Ritchie’s life is shadowed by the death of his wife, Cat, in a car accident twenty-two years previously. He was the driver. He loves his children – Nic, who is bi-polar and often impulsive, and Jack. Both are active in the campaign to welcome asylum-seekers and refugees to Britain. His life comes to a crisis as he realises how much his children despise his trade in advertising and how much the loss of Cat still means to them all.
Ritchie abandons his career but achieves new success in driving Britain’s treatment of refugees up the political agenda. This earns him the respect of his children but brings him to the attention of Makepeace, the populist Home Secretary. Nic, his daughter, strives to show she can overcome her disorder. She infiltrates a people-trafficking gang but is arrested as a criminal. Makepeace uses this to blackmail Ritchie to help him in his political schemes. Ritchie is horrified to discover that his task is to sell the reintroduction of forced labour, modern slavery, to the public. As a result he is once again rejected by his children.
Ritchie has reached rock bottom. He is desolate but believes he can outsmart Makepeace. Blood Ties shows how he finally resolves the situation, embraces the causes his children hold dear and reunites his family.
1. Do you always take a book/e-reader wherever you go?
Yes – but the book is often my note-book which I fill up with sketches, characters and situations, even odd phrases and turns of speech. I end up using about four per cent of them.
2. Say someone asks if they can use your name in a book. Would you rather be the ‘good one’ or the ‘bad one’?
Difficult – who is most sympathetically presented?
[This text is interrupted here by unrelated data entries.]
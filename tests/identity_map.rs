// IdentityMap integration suite.
//
// Each test documents what behavior is being verified and which
// invariants are assumed or asserted. The core invariants exercised:
// - Identity equality: keys with equal identities are one key.
// - Size: `size()` counts live identities only.
// - Order: live entries come back in first-insertion order; updates and
//   re-insertion after removal keep the original slot.
// - Escaping iteration: `Return` yields a value and stops, `Break` stops
//   with nothing, otherwise the walk completes with nothing.
// - Clone independence in both directions.
use identity_map::{ByDisplay, Identity, IdentityMap, Step};
use std::borrow::Cow;
use std::cell::Cell;
use std::fmt;
use std::rc::Rc;

// Object key with an explicit identity, independent of its other fields.
#[derive(Debug)]
struct Node {
    id: u32,
    label: &'static str,
}

impl Identity for Node {
    fn identity(&self) -> Cow<'_, str> {
        Cow::Owned(format!("node#{}", self.id))
    }
}

// Test: concrete update scenario.
// Verifies: put("a",1); put("b",2); put("a",3) gives size 2, get("a") == 3,
// keys [a, b], values [3, 2].
#[test]
fn update_keeps_size_and_order() {
    let mut m = IdentityMap::new();
    m.put("a".to_string(), 1);
    m.put("b".to_string(), 2);
    assert_eq!(m.put("a".to_string(), 3), Some(1));
    assert_eq!(m.size(), 2);
    assert_eq!(m.get("a"), Some(&3));
    assert_eq!(m.keys().cloned().collect::<Vec<_>>(), ["a", "b"]);
    assert_eq!(m.values().copied().collect::<Vec<_>>(), [3, 2]);
}

// Test: concrete removal scenario.
// Verifies: after put then remove, get is absent, size is 0, and `each`
// never invokes its callback.
#[test]
fn removed_key_is_gone() {
    let mut m = IdentityMap::new();
    m.put("a", 1);
    assert_eq!(m.remove("a"), Some(1));
    assert_eq!(m.get("a"), None);
    assert_eq!(m.size(), 0);
    let mut calls = 0;
    m.each(|_, _| calls += 1);
    assert_eq!(calls, 0);
}

// Test: identity equality across distinct key objects.
// Assumes: `Node` identity depends on `id` only.
// Verifies: last writer wins on value and on the stored key object.
#[test]
fn object_keys_compare_by_identity() {
    let mut m = IdentityMap::new();
    m.put(Node { id: 1, label: "one" }, 'x');
    m.put(Node { id: 2, label: "two" }, 'y');
    assert_eq!(m.put(Node { id: 1, label: "uno" }, 'z'), Some('x'));

    assert_eq!(m.size(), 2);
    assert_eq!(m.get(&Node { id: 1, label: "" }), Some(&'z'));
    let labels: Vec<_> = m.keys().map(|n| n.label).collect();
    assert_eq!(labels, ["uno", "two"]);
}

// Test: primitives and strings share the default-string identity space.
// Verifies: the integer 1 and the string "1" are the same key.
#[test]
fn default_string_identity_for_primitives() {
    let mut m: IdentityMap<Box<dyn Identity>, &str> = IdentityMap::new();
    m.put(Box::new(1i32), "int");
    m.put(Box::new(true), "bool");
    assert_eq!(m.get("1"), Some(&"int"));
    assert_eq!(m.get(&1u64), Some(&"int"));
    assert_eq!(m.get("true"), Some(&"bool"));
    assert_eq!(m.remove(&1u8), Some("int"));
    assert_eq!(m.size(), 1);
}

// Test: Display-keyed adapter.
// Verifies: `ByDisplay` keys equal whenever their rendering is equal.
#[test]
fn by_display_keys() {
    struct Version(u8, u8);
    impl fmt::Display for Version {
        fn fmt(&self, f: &mut fmt::Formatter<'_>) -> fmt::Result {
            write!(f, "{}.{}", self.0, self.1)
        }
    }
    let mut m = IdentityMap::new();
    m.put(ByDisplay(Version(1, 2)), "first");
    assert_eq!(m.get("1.2"), Some(&"first"));
    assert_eq!(m.put(ByDisplay(Version(1, 2)), "second"), Some("first"));
    assert_eq!(m.size(), 1);
}

// Test: re-insertion resumes the original slot.
// Verifies: insert A, B; remove A; insert A gives order [A, B].
#[test]
fn reinsertion_resumes_slot() {
    let mut m = IdentityMap::new();
    m.put("A", 1);
    m.put("B", 2);
    m.remove("A");
    m.put("A", 3);
    assert_eq!(m.keys().copied().collect::<Vec<_>>(), ["A", "B"]);
    assert_eq!(m.values().copied().collect::<Vec<_>>(), [3, 2]);
}

// Test: escaping-each return contract.
// Verifies: Return on the second of three entries yields that value and
// the third entry is never visited.
#[test]
fn escaping_each_returns_value() {
    let mut m = IdentityMap::new();
    m.put("one", 1);
    m.put("two", 2);
    m.put("three", 3);
    let mut visited = Vec::new();
    let r = m.escaping_each(|k, v| {
        visited.push(*k);
        if *v == 2 {
            Step::Return(format!("found {}", k))
        } else {
            Step::Continue
        }
    });
    assert_eq!(r.as_deref(), Some("found two"));
    assert_eq!(visited, ["one", "two"]);
}

// Test: escaping-each break contract.
// Verifies: Break on the first of three entries yields nothing and visits
// nothing else.
#[test]
fn escaping_each_breaks() {
    let mut m = IdentityMap::new();
    m.put("one", 1);
    m.put("two", 2);
    m.put("three", 3);
    let mut visited = Vec::new();
    let r: Option<i32> = m.escaping_each(|k, _| {
        visited.push(*k);
        Step::Break
    });
    assert_eq!(r, None);
    assert_eq!(visited, ["one"]);
}

// Test: clone independence, both directions.
// Verifies: size, lookups, and order of each side are unaffected by
// mutations on the other.
#[test]
fn clone_is_independent() {
    let mut src = IdentityMap::new();
    src.put("a", Rc::new(1));
    src.put("b", Rc::new(2));
    let mut copy = src.clone();

    // Payloads are shared, structures are not.
    assert!(Rc::ptr_eq(src.get("a").unwrap(), copy.get("a").unwrap()));

    src.put("c", Rc::new(3));
    src.remove("a");
    assert_eq!(copy.size(), 2);
    assert_eq!(copy.get("a").map(|v| **v), Some(1));
    assert_eq!(copy.keys().copied().collect::<Vec<_>>(), ["a", "b"]);

    copy.remove("b");
    copy.put("z", Rc::new(26));
    assert_eq!(src.size(), 2);
    assert_eq!(src.get("b").map(|v| **v), Some(2));
    assert_eq!(src.keys().copied().collect::<Vec<_>>(), ["b", "c"]);
    assert_eq!(copy.keys().copied().collect::<Vec<_>>(), ["a", "z"]);
}

// Test: empty-map short circuit.
// Assumes: identity derivation is observable through a counter.
// Verifies: `get` on an empty map does not derive the identity; on a
// non-empty map it does.
#[test]
fn empty_get_skips_identity() {
    struct Counting<'a>(&'a Cell<u32>);
    impl Identity for Counting<'_> {
        fn identity(&self) -> Cow<'_, str> {
            self.0.set(self.0.get() + 1);
            Cow::Borrowed("counting")
        }
    }

    let calls = Cell::new(0);
    let mut m: IdentityMap<&str, i32> = IdentityMap::new();
    assert_eq!(m.get(&Counting(&calls)), None);
    assert_eq!(calls.get(), 0);

    m.put("counting", 5);
    assert_eq!(m.get(&Counting(&calls)), Some(&5));
    assert_eq!(calls.get(), 1);
}

// Test: a panicking identity propagates and leaves the map intact.
#[test]
fn identity_panic_propagates() {
    struct Faulty;
    impl Identity for Faulty {
        fn identity(&self) -> Cow<'_, str> {
            panic!("no identity");
        }
    }

    let mut m: IdentityMap<Box<dyn Identity>, i32> = IdentityMap::new();
    m.put(Box::new("ok"), 1);
    let res = std::panic::catch_unwind(std::panic::AssertUnwindSafe(|| {
        m.put(Box::new(Faulty), 2);
    }));
    assert!(res.is_err(), "identity panic must reach the caller");
    assert_eq!(m.size(), 1);
    assert_eq!(m.get("ok"), Some(&1));
    assert_eq!(m.ledger_len(), 1);
}

// Test: lazy ledger growth under churn and opt-in compaction.
// Verifies: removals leave stale identities; `compact` drops them and keeps
// live order; `clear` empties the ledger.
#[test]
fn churn_then_compact() {
    let mut m = IdentityMap::new();
    for i in 0..100u32 {
        m.put(i, i * 2);
    }
    for i in (0..100u32).filter(|i| i % 3 != 0) {
        m.remove(&i);
    }
    assert_eq!(m.size(), 34);
    assert_eq!(m.ledger_len(), 100);
    assert_eq!(m.compact(), 66);
    assert_eq!(m.ledger_len(), 34);
    let keys: Vec<u32> = m.keys().copied().collect();
    assert_eq!(keys, (0..100u32).filter(|i| i % 3 == 0).collect::<Vec<_>>());

    m.clear();
    assert_eq!(m.ledger_len(), 0);
    assert!(m.is_empty());
}

// Test: external synchronization.
// Assumes: the map has no internal locking and owns no thread-bound state.
// Verifies: `IdentityMap<String, i32>` is `Send + Sync`, and a map behind
// `Arc<Mutex<_>>` can be filled from worker threads.
#[test]
fn shareable_behind_a_mutex() {
    use std::sync::{Arc, Mutex};
    use std::thread;

    fn assert_send_sync<T: Send + Sync>() {}
    assert_send_sync::<IdentityMap<String, i32>>();

    let shared = Arc::new(Mutex::new(IdentityMap::<String, i32>::new()));
    let workers: Vec<_> = (0..4)
        .map(|t| {
            let shared = Arc::clone(&shared);
            thread::spawn(move || {
                for i in 0..25 {
                    let mut m = shared.lock().unwrap();
                    m.put(format!("t{}-{}", t, i), i);
                }
            })
        })
        .collect();
    for w in workers {
        w.join().unwrap();
    }

    let m = shared.lock().unwrap();
    assert_eq!(m.size(), 100);
    assert_eq!(m.get("t3-24"), Some(&24));
}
If I’m in a novel I’d like the reader to understand me, my desires and my fears, what drives me on. I’d like them to grasp why I behave as I do, no matter whether I’m good or bad.
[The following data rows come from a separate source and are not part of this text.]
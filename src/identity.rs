//! Identity capability: the string a key contributes as its sole notion of
//! equality inside an `IdentityMap`.

use std::borrow::Cow;
use std::fmt;
use std::rc::Rc;
use std::sync::Arc;

/// Derives the identity string of a key.
///
/// Two keys with the same identity are the same key. The result must be
/// deterministic for a given key for as long as it is stored in a map; the
/// map never re-derives identities of stored keys, so a key whose identity
/// changes after insertion simply stops being reachable by lookup.
///
/// A panic inside `identity` propagates to the caller. The map always derives
/// the identity before touching its own structure, so it stays consistent.
pub trait Identity {
    fn identity(&self) -> Cow<'_, str>;
}

impl Identity for str {
    #[inline]
    fn identity(&self) -> Cow<'_, str> {
        Cow::Borrowed(self)
    }
}

impl Identity for String {
    #[inline]
    fn identity(&self) -> Cow<'_, str> {
        Cow::Borrowed(self.as_str())
    }
}

impl Identity for Cow<'_, str> {
    #[inline]
    fn identity(&self) -> Cow<'_, str> {
        Cow::Borrowed(self.as_ref())
    }
}

// Primitives fall back to their default string rendering.
macro_rules! identity_via_display {
    ($($t:ty),* $(,)?) => {
        $(
            impl Identity for $t {
                #[inline]
                fn identity(&self) -> Cow<'_, str> {
                    Cow::Owned(self.to_string())
                }
            }
        )*
    };
}

identity_via_display!(
    i8, i16, i32, i64, i128, isize, u8, u16, u32, u64, u128, usize, f32, f64, bool, char,
);

impl<T: Identity + ?Sized> Identity for &T {
    #[inline]
    fn identity(&self) -> Cow<'_, str> {
        (**self).identity()
    }
}

impl<T: Identity + ?Sized> Identity for &mut T {
    #[inline]
    fn identity(&self) -> Cow<'_, str> {
        (**self).identity()
    }
}

impl<T: Identity + ?Sized> Identity for Box<T> {
    #[inline]
    fn identity(&self) -> Cow<'_, str> {
        (**self).identity()
    }
}

impl<T: Identity + ?Sized> Identity for Rc<T> {
    #[inline]
    fn identity(&self) -> Cow<'_, str> {
        (**self).identity()
    }
}

impl<T: Identity + ?Sized> Identity for Arc<T> {
    #[inline]
    fn identity(&self) -> Cow<'_, str> {
        (**self).identity()
    }
}

/// Adapter keying any `Display` type by its rendered string.
#[derive(Clone, Copy, Debug, Default, PartialEq, Eq, PartialOrd, Ord, Hash)]
pub struct ByDisplay<T>(pub T);

impl<T: fmt::Display> Identity for ByDisplay<T> {
    fn identity(&self) -> Cow<'_, str> {
        Cow::Owned(self.0.to_string())
    }
}

impl<T> ByDisplay<T> {
    pub fn into_inner(self) -> T {
        self.0
    }
}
3. Where can I find you when you are reading?
If I’m lucky it’s a shed at the bottom of the garden on a sunny day, but often it’s on a commuter train or in a corner at work.
4. Where can I find you when you are not writing/reading?
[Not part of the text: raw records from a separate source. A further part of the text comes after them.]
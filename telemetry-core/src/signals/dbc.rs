//! DBC file parser
//!
//! Translates the message and signal lines of a Vector DBC file into a
//! [`ChannelTable`]. Only byte-aligned little-endian signals of 8, 16, 32 or 64
//! bits are supported; everything else in the file (nodes, comments,
//! attributes, value tables) is skipped.
//!
//! Parsing is a two-state machine over classified lines:
//!
//! ```text
//!            BO_ line                      SG_ line (indented)
//!  Outside ────────────> InMessage(id) ──────────┐
//!     ^                     │   ^                │ add channel to id
//!     │ non-indented,       │   └────────────────┘
//!     │ non-blank, not BO_  │
//!     └─────────────────────┘   (a new BO_ line re-enters InMessage)
//! ```
//!
//! Each message id may be defined by one `BO_` block only.

use crate::signals::database::{ChannelDescriptor, ChannelTable, SignalType};
use crate::types::{ConfigError, Result};
use std::path::Path;

/// Bit 31 of a DBC message id marks an extended (29-bit) identifier
const EXTENDED_ID_FLAG: u32 = 0x8000_0000;

/// Parse a DBC file into a channel table
pub fn parse_dbc_file(path: &Path) -> Result<ChannelTable> {
    log::info!("Parsing DBC file: {:?}", path);

    let bytes = std::fs::read(path).map_err(|source| ConfigError::Io {
        path: path.to_path_buf(),
        source,
    })?;

    // Try UTF-8 first, then fallback to Latin-1/Windows-1252 encoding
    let content = match String::from_utf8(bytes) {
        Ok(content) => content,
        Err(err) => {
            log::warn!("DBC file is not UTF-8, trying Latin-1 encoding");
            err.into_bytes().iter().map(|&b| b as char).collect()
        }
    };

    let table = parse_dbc_str(&content)?;
    log::info!("Parsed {} from {:?}", table.stats(), path);
    Ok(table)
}

/// Parse DBC text into a channel table
pub fn parse_dbc_str(content: &str) -> Result<ChannelTable> {
    let mut table = ChannelTable::new();
    let mut state = State::Outside;

    for (idx, raw) in content.lines().enumerate() {
        let line_no = idx + 1;

        state = match (classify(raw), state) {
            (Line::Message(body), _) => {
                let message = parse_message(body, line_no)?;
                log::debug!(
                    "Message {} (ID 0x{:X}, DLC {})",
                    message.name,
                    message.id,
                    message.dlc
                );
                if !table.declare_frame(message.id) {
                    return Err(ConfigError::DuplicateFrameId(message.id));
                }
                State::InMessage(message.id)
            }
            (Line::Signal(body), State::InMessage(frame_id)) => {
                match parse_signal(body, line_no)? {
                    SignalLine::Plain(descriptor) => table.add_channel(frame_id, descriptor)?,
                    SignalLine::Multiplexed(name) => {
                        log::warn!(
                            "Line {}: skipping multiplexed signal '{}', multiplexing is not supported",
                            line_no,
                            name
                        );
                    }
                }
                State::InMessage(frame_id)
            }
            (Line::Signal(_), State::Outside) => {
                log::warn!("Line {}: SG_ outside of a message, ignored", line_no);
                State::Outside
            }
            (Line::Blank | Line::Indented, state) => state,
            (Line::Other, _) => State::Outside,
        };
    }

    Ok(table)
}

#[derive(Debug, Clone, Copy, PartialEq, Eq)]
enum State {
    Outside,
    InMessage(u32),
}

/// A line of DBC text, classified by its leading characters
#[derive(Debug, PartialEq, Eq)]
enum Line<'a> {
    Blank,
    /// `BO_ ...`, body after the keyword
    Message(&'a str),
    /// Indented `SG_ ...`, body after the keyword
    Signal(&'a str),
    /// Any other indented line
    Indented,
    /// Any other non-indented line
    Other,
}

fn classify(line: &str) -> Line<'_> {
    if line.trim().is_empty() {
        return Line::Blank;
    }

    if line.starts_with([' ', '\t']) {
        return match keyword_body(line.trim_start(), "SG_") {
            Some(body) => Line::Signal(body),
            None => Line::Indented,
        };
    }

    match keyword_body(line, "BO_") {
        Some(body) => Line::Message(body),
        None => Line::Other,
    }
}

/// Strip `keyword` when it is followed by whitespace (so `BO_TX_BU_` is not `BO_`)
fn keyword_body<'a>(line: &'a str, keyword: &str) -> Option<&'a str> {
    let rest = line.strip_prefix(keyword)?;
    rest.starts_with([' ', '\t']).then_some(rest)
}

#[derive(Debug)]
struct MessageLine<'a> {
    id: u32,
    name: &'a str,
    dlc: u8,
}

/// `<id> <name>: <dlc> <sender>`
fn parse_message(body: &str, line: usize) -> Result<MessageLine<'_>> {
    let syntax = |reason: &str| ConfigError::Syntax {
        line,
        reason: reason.to_string(),
    };

    let (head, tail) = body
        .split_once(':')
        .ok_or_else(|| syntax("expected 'BO_ <id> <name>: <dlc> <sender>'"))?;

    let mut head = head.split_whitespace();
    let id = head
        .next()
        .and_then(|s| s.parse::<u32>().ok())
        .ok_or_else(|| syntax("message id is not a number"))?;
    let name = head.next().ok_or_else(|| syntax("missing message name"))?;

    let dlc = tail
        .split_whitespace()
        .next()
        .and_then(|s| s.parse::<u8>().ok())
        .ok_or_else(|| syntax("message length is not a number"))?;

    Ok(MessageLine {
        id: id & !EXTENDED_ID_FLAG,
        name,
        dlc,
    })
}

#[derive(Debug)]
enum SignalLine {
    Plain(ChannelDescriptor),
    Multiplexed(String),
}

/// `<name> : <start>|<len>@<order><sign> (<scale>,<offset>) [<min>|<max>] "<unit>" <receivers>`
fn parse_signal(body: &str, line: usize) -> Result<SignalLine> {
    let syntax = |reason: &str| ConfigError::Syntax {
        line,
        reason: reason.to_string(),
    };

    let (head, tail) = body.split_once(':').ok_or_else(|| {
        syntax("expected 'SG_ <name> : <start>|<length>@<order><sign> (<scale>,<offset>)'")
    })?;

    let mut head = head.split_whitespace();
    let name = head.next().ok_or_else(|| syntax("missing signal name"))?;
    if head.next().is_some() {
        return Ok(SignalLine::Multiplexed(name.to_string()));
    }

    let open = tail.find('(').ok_or_else(|| syntax("missing '(<scale>,<offset>)'"))?;
    let close = tail[open..]
        .find(')')
        .map(|i| open + i)
        .ok_or_else(|| syntax("unterminated '(<scale>,<offset>)'"))?;

    // <start>|<len>@<order><sign>
    let layout = tail[..open].trim();
    let (start, rest) = layout
        .split_once('|')
        .ok_or_else(|| syntax("expected '<start>|<length>@<order><sign>'"))?;
    let (length, marker) = rest
        .split_once('@')
        .ok_or_else(|| syntax("expected '@<order><sign>' after the bit length"))?;
    let start_bit: u32 = start
        .trim()
        .parse()
        .map_err(|_| syntax("start bit is not a number"))?;
    let bit_length: u32 = length
        .trim()
        .parse()
        .map_err(|_| syntax("bit length is not a number"))?;

    let mut marker = marker.chars();
    match marker.next() {
        Some('1') => {}
        Some('0') => {
            return Err(ConfigError::UnsupportedByteOrder {
                line,
                signal: name.to_string(),
            })
        }
        _ => return Err(syntax("byte order must be 0 or 1")),
    }
    let is_signed = match marker.next() {
        Some('+') => false,
        Some('-') => true,
        _ => return Err(syntax("sign must be '+' or '-'")),
    };

    // (<scale>,<offset>)
    let (scale, offset) = tail[open + 1..close]
        .split_once(',')
        .ok_or_else(|| syntax("expected '(<scale>,<offset>)'"))?;
    let scale: f64 = scale.trim().parse().map_err(|_| syntax("scale is not a number"))?;
    let offset: f64 = offset.trim().parse().map_err(|_| syntax("offset is not a number"))?;

    if start_bit % 8 != 0 || bit_length % 8 != 0 {
        return Err(ConfigError::Unaligned {
            line,
            signal: name.to_string(),
            start_bit,
            bit_length,
        });
    }
    let signal_type = derive_signal_type(bit_length, is_signed).ok_or_else(|| {
        ConfigError::UnsupportedWidth {
            line,
            signal: name.to_string(),
            bits: bit_length,
        }
    })?;
    let start_byte = u8::try_from(start_bit / 8).map_err(|_| syntax("start bit out of range"))?;

    let mut descriptor =
        ChannelDescriptor::new(start_byte, signal_type, scale, offset).with_name(name);
    if let Some(unit) = parse_unit(&tail[close + 1..]) {
        descriptor = descriptor.with_unit(unit);
    }
    Ok(SignalLine::Plain(descriptor))
}

/// Derive the numeric type from bit length and signedness
fn derive_signal_type(bit_length: u32, is_signed: bool) -> Option<SignalType> {
    match (bit_length, is_signed) {
        (8, false) => Some(SignalType::UInt8),
        (8, true) => Some(SignalType::Int8),
        (16, false) => Some(SignalType::UInt16),
        (16, true) => Some(SignalType::Int16),
        (32, false) => Some(SignalType::UInt32),
        (32, true) => Some(SignalType::Int32),
        (64, _) => Some(SignalType::Double),
        _ => None,
    }
}

/// The quoted unit after the scale/offset group, if non-empty
fn parse_unit(rest: &str) -> Option<String> {
    let (_, quoted) = rest.split_once('"')?;
    let (unit, _) = quoted.split_once('"')?;
    (!unit.is_empty()).then(|| unit.to_string())
}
Talking to someone, walking round the countryside.
5. Can you walk past a bookstore without going inside?
Only under duress. It’s the small independent bookstores I love, you never know what you are going to find.
6. What are you most proud of?
It has to be my latest novel “Blood Ties” because I feel I did what I wanted to do in it (but I know there are scenes that could do with more work, not saying which ones!)
7. What goes through your mind when you hold your new book in your hands for the first time?
Triumph – I did this! – mingled with fear – “Little book you are going forth into the world. I do hope people are kind to you”.
8. What piece of advice would you give to aspiring writers?
Write! Write as much as you can, just think of a character and take them for a walk that ends up in the supermarket or riding a motorbike or meeting the love of their life. Also talk! And make sure you talk to other writers.
9. Who would you like/have liked to interview?
So many! Can I have Toni Morrison – she goes straight to the heart of things, and Byron – rich, privileged, he lived an interesting life and made such an awful mess of it.
10. When and where do you prefer to write?
Wherever I can – it’s not so much the place it’s the ideas. What I love about it is that moment when you have in your head something that no-one else has ever had, you don’t know why or where it came from, but it’s your job to try to get it onto paper.
Thank you, Peter Taylor-Gooby and Love Books Group
About the author
I enjoy talking to my children, holidays, hill-walking and riding my bike. I’ve worked on adventure playgrounds, as a teacher, as an antique dealer and in a social security office in Newcastle. Before that I spent a year on a Gandhian Ashram in Vijayawada, supporting myself as assistant editor on a local English-language newspaper. In my day job I’m an academic but I believe that you can only truly understand the issues that matter to people through your feelings, your imagination and your compassion. That’s why I write novels. My first novel, The Baby Auction, 2017, is a love story set in a fantasy world where the only rule is the law of the market. That someone should help another because they care for them simply doesn’t make sense to the citizens of Market World, any more that auctioning babies might to us. My second, Ardent Justice, 2018, is a crime story set in the world of high finance and city fat-cats, where money rules, but greed can trip even the most successful. My third, Blood Ties, 2020, is about the ties of love in a troubled family, and the bonds of debt that chain illegal immigrants to people-traffickers, and how they can be broken through self-sacrifice. I hope you enjoy them.